// # Address Source Trait
//
// Defines the interface for discovering the caller's public address.
//
// ## Implementations
//
// - HTTP lookup services: `netsync-ip-http` crate (`AddressResolver`)
//
// ## Usage
//
// ```rust,ignore
// use netsync_core::{AddressSource, ResolutionConfig};
//
// #[tokio::main]
// async fn main() {
//     let source = /* AddressSource implementation */;
//     let cidr = source.resolve(&ResolutionConfig::default()).await;
//     println!("allowed: {}", cidr);
// }
// ```

use async_trait::async_trait;

use crate::config::ResolutionConfig;

/// Trait for address source implementations
///
/// # Contract
///
/// `resolve` never fails. Whatever goes wrong (timeouts, malformed bodies,
/// refused connections, 5xx) degrades to [`crate::UNRESTRICTED_CIDR`], because
/// the value gates a best-effort access restriction and must never abort
/// provisioning.
///
/// Implementations must be thread-safe and usable across async tasks and
/// threads; the blocking bridge drives them from a worker thread.
#[async_trait]
pub trait AddressSource: Send + Sync {
    /// Discover the public address as a CIDR string
    ///
    /// # Returns
    ///
    /// `"<ip>/32"` (or the prefix the service reported), or `"0.0.0.0/0"`.
    async fn resolve(&self, config: &ResolutionConfig) -> String;

    /// Get the source name (for logging/debugging)
    fn source_name(&self) -> &'static str;
}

■ Exercise instructions ■
The entire listing has to be written out again exactly.

■ Result ■
// # Address Source Trait
//
// Defines the interface for discovering the caller's public address.
//
// ## Implementations
//
// - HTTP lookup services: `netsync-ip-http` crate (`AddressResolver`)
//
// ## Usage
//
// ```rust,ignore
// use netsync_core::{AddressSource, ResolutionConfig};
//
// #[tokio::main]
// async fn main() {
//     let source = /* AddressSource implementation */;
//     let cidr = source.resolve(&ResolutionConfig::default()).await;
//     println!("allowed: {}", cidr);
// }
// ```

use async_trait::async_trait;

use crate::config::ResolutionConfig;

/// Trait for address source implementations
///
/// # Contract
///
/// `resolve` never fails. Whatever goes wrong (timeouts, malformed bodies,
/// refused connections, 5xx) degrades to [`crate::UNRESTRICTED_CIDR`], because
/// the value gates a best-effort access restriction and must never abort
/// provisioning.
///
/// Implementations must be thread-safe and usable across async tasks and
/// threads; the blocking bridge drives them from a worker thread.
#[async_trait]
pub trait AddressSource: Send + Sync {
    /// Discover the public address as a CIDR string
    ///
    /// # Returns
    ///
    /// `"<ip>/32"` (or the prefix the service reported), or `"0.0.0.0/0"`.
    async fn resolve(&self, config: &ResolutionConfig) -> String;

    /// Get the source name (for logging/debugging)
    fn source_name(&self) -> &'static str;
}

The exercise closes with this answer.